Bipolar Disorder is a disorder of the brain that results in significant, often cyclical, changes in mood, energy and activity levels resulting from those changes. The range of moods can include extreme highs (elation, high energy, activity in overdrive) and extreme lows (despondent, can’t get out of bed, suicidal).

The “up” episodes are called manic (if severe) or hypomanic (if less severe), and the “down” episodes are called depressive. Depending on the severity of the symptoms, any one of four diagnoses is usually indicated.

Types of Bipolar Disorder

Before reviewing the symptoms associated with Bipolar Disorder, it is important to remember not to self-diagnose. Anytime you are concerned you may have a mental illness, set up an appointment with a mental health professional who can give you a proper diagnosis. If you think you may have Bipolar Disorder, the appointment should be with a psychiatrist, as the most important first step in treatment for this is often medication.

The two main types of Bipolar Disorder (I and II) are differentiated by the seriousness of the “up” episode. If the severity of the symptoms qualifies as manic, you can have a diagnosis of Bipolar I. If the severity never gets past hypomanic, you can have a diagnosis of Bipolar II.

The National Institute of Mental Health (NIMH) summarizes the types this way:

  • Bipolar I Disorder – defined by manic episodes that last at least 7 days, or by manic symptoms that are so severe that the person needs immediate hospital care. Usually, depressive episodes occur as well, typically lasting at least 2 weeks. Episodes of depression with mixed features (having depression and manic symptoms at the same time) are also possible.
  • Bipolar II Disorder – defined by a pattern of depressive episodes and hypomanic episode, but not the full-blown manic episodes described above.
  • Cyclothymic Disorder (also called Cyclothymia) – defined by numerous periods of hypomanic symptoms as well as numerous periods of depressive symptoms lasting for at least two years (one year in children and adolescents). However, the symptoms do not meet the diagnostic requirements for arrival manic episode and the depressive episode.
  • Other specified an unspecified bipolar and related disorders-defined by bipolar disorder symptoms that do not match the three categories listed above.
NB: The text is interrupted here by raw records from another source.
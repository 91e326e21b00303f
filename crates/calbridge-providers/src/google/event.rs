//! Calendar API event payloads and request builders.

use calbridge_core::{InputTime, TimeParseError, to_query_bound};
use chrono::{DateTime, Duration, Utc};
use serde::{Deserialize, Serialize};
use serde_json::{Map, Value, json};
use tracing::warn;

/// Length, in minutes, of an event created without an explicit end.
pub const DEFAULT_EVENT_MINUTES: i64 = 60;

/// Default page size of an event listing.
pub const DEFAULT_MAX_RESULTS: u32 = 10;

/// Start or end of an event as the API represents it.
#[derive(Debug, Clone, Default, PartialEq, Eq, Serialize, Deserialize)]
#[serde(rename_all = "camelCase")]
pub struct ApiEventTime {
    /// All-day events carry a date (`YYYY-MM-DD`).
    #[serde(default, skip_serializing_if = "Option::is_none")]
    pub date: Option<String>,
    /// Timed events carry an RFC 3339 datetime.
    #[serde(default, skip_serializing_if = "Option::is_none")]
    pub date_time: Option<String>,
    #[serde(default, skip_serializing_if = "Option::is_none")]
    pub time_zone: Option<String>,
}

impl ApiEventTime {
    /// A timed value in the given time zone.
    pub fn at(time: &InputTime, time_zone: &str) -> Self {
        Self {
            date: None,
            date_time: Some(time.to_iso()),
            time_zone: Some(time_zone.to_string()),
        }
    }

    /// The datetime, or the date for all-day events.
    pub fn display(&self) -> Option<&str> {
        self.date_time.as_deref().or(self.date.as_deref())
    }
}

/// The fields of an event this tool reports.
#[derive(Debug, Clone, Default, PartialEq, Eq, Deserialize)]
#[serde(rename_all = "camelCase")]
pub struct ApiEvent {
    #[serde(default)]
    pub id: Option<String>,
    #[serde(default)]
    pub summary: Option<String>,
    #[serde(default)]
    pub description: Option<String>,
    #[serde(default)]
    pub location: Option<String>,
    #[serde(default)]
    pub start: ApiEventTime,
    #[serde(default)]
    pub end: ApiEventTime,
    #[serde(default)]
    pub html_link: Option<String>,
}

/// Response from the events.list endpoint.
#[derive(Debug, Default, Deserialize)]
#[serde(rename_all = "camelCase")]
pub(crate) struct EventListResponse {
    #[serde(default)]
    pub items: Vec<ApiEvent>,
}

/// Parameters of an event listing.
#[derive(Debug, Clone, PartialEq, Eq)]
pub struct EventQuery {
    pub max_results: u32,
    pub time_min: DateTime<Utc>,
    pub time_max: Option<DateTime<Utc>>,
}

impl EventQuery {
    /// Builds a query from raw arguments.
    ///
    /// A missing or unparseable lower bound becomes `now`; an unparseable
    /// upper bound is dropped.
    pub fn from_args(
        max_results: u32,
        time_min: Option<&str>,
        time_max: Option<&str>,
        now: DateTime<Utc>,
    ) -> Self {
        let time_min = match time_min.filter(|s| !s.trim().is_empty()) {
            Some(raw) => match InputTime::parse(raw) {
                Ok(t) => t.to_utc(),
                Err(e) => {
                    warn!("{}; listing from now", e);
                    now
                }
            },
            None => now,
        };

        let time_max = time_max
            .filter(|s| !s.trim().is_empty())
            .and_then(|raw| match InputTime::parse(raw) {
                Ok(t) => Some(t.to_utc()),
                Err(e) => {
                    warn!("{}; listing without upper bound", e);
                    None
                }
            });

        Self {
            max_results,
            time_min,
            time_max,
        }
    }

    /// Query string pairs for the events.list request.
    pub fn query_pairs(&self) -> Vec<(&'static str, String)> {
        let mut pairs = vec![
            ("timeMin", to_query_bound(self.time_min)),
            ("maxResults", self.max_results.to_string()),
            ("singleEvents", "true".to_string()),
            ("orderBy", "startTime".to_string()),
        ];
        if let Some(max) = self.time_max {
            pairs.push(("timeMax", to_query_bound(max)));
        }
        pairs
    }
}

/// A validated event to insert.
#[derive(Debug, Clone, PartialEq, Eq)]
pub struct NewEvent {
    pub summary: String,
    pub start: InputTime,
    pub end: InputTime,
    pub location: Option<String>,
    pub description: Option<String>,
}

impl NewEvent {
    /// Validates the times. Without `end`, the event lasts
    /// [`DEFAULT_EVENT_MINUTES`].
    pub fn new(
        summary: impl Into<String>,
        start: &str,
        end: Option<&str>,
        location: Option<String>,
        description: Option<String>,
    ) -> Result<Self, TimeParseError> {
        let start_time = InputTime::parse(start)?;
        let end_time = match end.filter(|s| !s.trim().is_empty()) {
            Some(raw) => InputTime::parse(raw)?,
            None => start_time
                .checked_add(Duration::minutes(DEFAULT_EVENT_MINUTES))
                .ok_or_else(|| TimeParseError {
                    input: start.to_string(),
                })?,
        };

        Ok(Self {
            summary: summary.into(),
            start: start_time,
            end: end_time,
            location: location.filter(|s| !s.is_empty()),
            description: description.filter(|s| !s.is_empty()),
        })
    }

    /// The events.insert request body.
    pub fn to_body(&self, time_zone: &str) -> Value {
        let mut body = json!({
            "summary": self.summary,
            "start": ApiEventTime::at(&self.start, time_zone),
            "end": ApiEventTime::at(&self.end, time_zone),
        });
        if let Some(location) = &self.location {
            body["location"] = json!(location);
        }
        if let Some(description) = &self.description {
            body["description"] = json!(description);
        }
        body
    }
}

/// Fields to overwrite on an existing event.
#[derive(Debug, Clone, Default, PartialEq, Eq)]
pub struct EventPatch {
    pub summary: Option<String>,
    pub start: Option<InputTime>,
    pub end: Option<InputTime>,
    /// `Some("")` clears the location.
    pub location: Option<String>,
    /// `Some("")` clears the description.
    pub description: Option<String>,
}

impl EventPatch {
    /// Builds a patch from raw arguments. Empty summary and times are
    /// ignored; location and description are applied as given.
    pub fn new(
        summary: Option<String>,
        start: Option<&str>,
        end: Option<&str>,
        location: Option<String>,
        description: Option<String>,
    ) -> Result<Self, TimeParseError> {
        let parse = |raw: Option<&str>| {
            raw.filter(|s| !s.trim().is_empty())
                .map(InputTime::parse)
                .transpose()
        };

        Ok(Self {
            summary: summary.filter(|s| !s.is_empty()),
            start: parse(start)?,
            end: parse(end)?,
            location,
            description,
        })
    }

    /// Overwrites the patched fields of a fetched event.
    pub fn apply(&self, event: &mut Map<String, Value>, time_zone: &str) {
        if let Some(summary) = &self.summary {
            event.insert("summary".into(), json!(summary));
        }
        if let Some(start) = &self.start {
            event.insert("start".into(), json!(ApiEventTime::at(start, time_zone)));
        }
        if let Some(end) = &self.end {
            event.insert("end".into(), json!(ApiEventTime::at(end, time_zone)));
        }
        if let Some(location) = &self.location {
            event.insert("location".into(), json!(location));
        }
        if let Some(description) = &self.description {
            event.insert("description".into(), json!(description));
        }
    }
}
The key inclusion in the DSM-5 for a manic episode is that “the mood disturbance is sufficiently severe to cause marked impairment in social or occupational functioning or to necessitate hospitalization to prevent harm to self or others, or there are psychotic features.”

It also lists possible symptoms of a manic episode as:

  • Inflated self-esteem or grandiosity
  • Decreased need for sleep (e.g., feels rested after only 3 hours of sleep)
  • More talkative than usual or pressure to keep talking
  • Flight of ideas or subjective experience that thoughts are racing
  • Distractibility (i.e., attention too easily drawn to unimportant or irrelevant external stimuli), as reported or observed
  • Increase in goal-directed activity (either socially, at work or school, or sexually) or psychomotor agitation (i.e., purposeless non-goal-directed activity)
  • Excessive involvement in activities that have a high potential for painful consequences (e.g., engaging in unrestrained buying sprees, sexual indiscretions, or foolish business investments)

A hypomanic episode may have any of the features listed above, but will not be severe enough to cause significant impairment in social or occupational functioning or require hospitalization. It has to have lasted at least 4 consecutive days for most of the day nearly every day. If there are psychotic features, the episode is manic (not hypomanic).

Psychotic features typically involve some kind of break from reality, such as delusions (believing something not true – not a fantasy, but actual belief), hallucinations (experiencing something not true, i.e. seeing or hearing something or someone that isn’t there), paranoia (believing you are under a threat that doesn’t exist, i.e. someone or something out to get me – a paranoid delusion would be a belief, for example, that a monster from a movie or video game was actually coming for you), or some other break with reality.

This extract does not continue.